The spring-loaded Quick-Lock reel seat – as near plug-and-play as a reel seat gets.

Then look at the front of the grip. Conventional grips, usually cork, are fitted snug around the base of the butt section, glued in place the full length of the grip, similarly, a conventional reel-seat is glued to the blank. The Arctic Silver blank is attached deep down in the fitting near the seat, the idea is that the blank can bend deeper and freely inside the grip, the makers call this Free-Flex.

Being a little curious, I tried casting with my forefinger on the blank of the 5-weight, during normal casting the butt bends! Actually it bends significantly. Clearly these blanks were designed to load deep, the #5 seems to me to load deeper than the #7.
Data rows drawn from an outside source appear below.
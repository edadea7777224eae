//! Page slicing for filtered lead lists

use crate::error::{ClientError, ClientResult};

pub const DEFAULT_PAGE_SIZE: usize = 9;

/// One page of a filtered listing
#[derive(Debug, Clone, PartialEq)]
pub struct Page<T> {
    pub items: Vec<T>,
    /// 1-based
    pub page_number: usize,
    pub total_pages: usize,
    pub total_items: usize,
}

impl<T> Page<T> {
    pub fn has_next(&self) -> bool {
        self.page_number < self.total_pages
    }

    pub fn has_previous(&self) -> bool {
        self.page_number > 1
    }
}

/// Page cursor
///
/// `page_index` is 0-based. An index past the end clamps to the last page
/// whenever a slice is taken, and the clamped value is kept.
#[derive(Debug, Clone, Copy, PartialEq, Eq)]
pub struct Paginator {
    page_index: usize,
    page_size: usize,
}

impl Default for Paginator {
    fn default() -> Self {
        Self {
            page_index: 0,
            page_size: DEFAULT_PAGE_SIZE,
        }
    }
}

fn check_size(page_size: usize) -> ClientResult<()> {
    if page_size == 0 {
        return Err(ClientError::Validation("page size must be positive".into()));
    }
    Ok(())
}

impl Paginator {
    pub fn new(page_size: usize) -> ClientResult<Self> {
        check_size(page_size)?;
        Ok(Self {
            page_index: 0,
            page_size,
        })
    }

    pub fn page_index(&self) -> usize {
        self.page_index
    }

    /// 1-based page number for display
    pub fn page_number(&self) -> usize {
        self.page_index + 1
    }

    pub fn page_size(&self) -> usize {
        self.page_size
    }

    /// Change the page size and go back to the first page
    pub fn set_page_size(&mut self, page_size: usize) -> ClientResult<()> {
        check_size(page_size)?;
        self.page_size = page_size;
        self.page_index = 0;
        Ok(())
    }

    pub fn go_to(&mut self, page_index: usize) {
        self.page_index = page_index;
    }

    pub fn next(&mut self) {
        self.page_index = self.page_index.saturating_add(1);
    }

    pub fn previous(&mut self) {
        self.page_index = self.page_index.saturating_sub(1);
    }

    pub fn first(&mut self) {
        self.page_index = 0;
    }

    /// Number of pages for `total_items`; an empty list still has one (empty) page
    pub fn total_pages(&self, total_items: usize) -> usize {
        total_items.div_ceil(self.page_size).max(1)
    }

    /// Slice `items` at the current page, clamping the index first
    pub fn slice<'a, T>(&mut self, items: &'a [T]) -> &'a [T] {
        let last = self.total_pages(items.len()) - 1;
        if self.page_index > last {
            self.page_index = last;
        }
        let start = (self.page_index * self.page_size).min(items.len());
        let end = (start + self.page_size).min(items.len());
        &items[start..end]
    }

    pub fn page<T: Clone>(&mut self, items: &[T]) -> Page<T> {
        let slice = self.slice(items).to_vec();
        Page {
            items: slice,
            page_number: self.page_number(),
            total_pages: self.total_pages(items.len()),
            total_items: items.len(),
        }
    }
}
Three first casting impressions: that hard grip gives me immediate, intimate contact with the blank, I can feel any vibrations in the rod; with the 5-weight line-choice seems important; on the scales, these are heavy rods, in the hand that seems a lot less important, compared with a conventional rod all the extra weight is in the grip/seat.

9ft #5 4pce
When I measure this ArcticSilver model, the action figures say this is a mid-flex rod and the stiffness figure says it is a low stiffness 5-weight (both tips). From the objective to the subjective, mid-flex gives good feel, good touch. Where a fast-action rod has a hard, almost rigid, butt-section which tends to insulate me from the line, a deeper action like this offers more sense of the rod loading and unloading as I cast. Relatively low stiffness means easy loading, again gearing this rod towards those of us who appreciate feeling a rod work as we cast (pick up a stiff, fast rod after this and it feels like a broom handle.) The grip size and shape seem to protect my elbow, always a good thing.

10ft #7 4pce
This feels like a more conventional rod, it handled all the #7 lines threaded up it with style and threw an #8 line with ease. ArcticSilver describes this as a salmon rod, it can certainly function as a single-handed salmon rod. In this country, I think we would more likely use this as a heavy trout rod. In my opinion, and in my hand, this can do all I want of a rod this length and line-class. Overhead casting with floating and sinking lines I had no quibbles at all. Then switch to Spey casts and, until I have a stupid length of line on the water, the rod is in command of the line – and casts well.

Build quality is high.
The measurements for this ArcticSilver model say the action is a just a little deeper than a typical, modern, fast-action rod and the stiffness puts it at the mid to low end of the stiffness range for rods this length and line-class; in very good company, similar to several top-class 10ft 7-weights I have handled. Again, I tried casting with my forefinger on the blank, I could feel it moving, bending at the grip but the flexing was slight.

The grip on this rod is the same unit fitted to the 5-weight. Again it feels exceptionally comfortable in my hand, and my elbow is relaxed. Again, thanks to that grip and seat fitting this is a heavy rod, but as line-class and rod length increase so that weight becomes less significant. I’d happily fish this as a boat rod or as a salmon/sea trout rod.

ArcticSilver have developed a genuinely innovative grip and reel-seat unit and fitted blanks specially designed to work with their grips. The Free-Flex idea is intriguing, with a deeper loading blank it seems to offer unusual touch or ‘feel’, which I like, it seems slightly less convincing with a more powerful blank for higher line weight. The finished rod is well made, packed in a stylish bag and tube and certainly looks different.


ArcticSilver rods
Sections: 4
Handle: Composite
Fighting butt: n/a
Cork quality: n/a
Reel seat: Integral, sprung
Blank: Matt olive
Thread: Olive
Build quality: High
Rod bag: Canvas
Rod tube: Nylon covered

Arctic Silver 9ft #5
Action angle: 65 degrees
Stiffness: 98.1g (Fast tip 99g)
Weight: 161.8g
Rings: Two lined butt rings,
single-leg snakes
Price: $702

Arctic Silver 10ft #7
Action angle: 68 degrees
Stiffness: 151g
Weight: 175.6g
Rings: Two lined butt rings,
single leg snakes
Price: $720

From: At the moment
Arctic Silver rods are available online.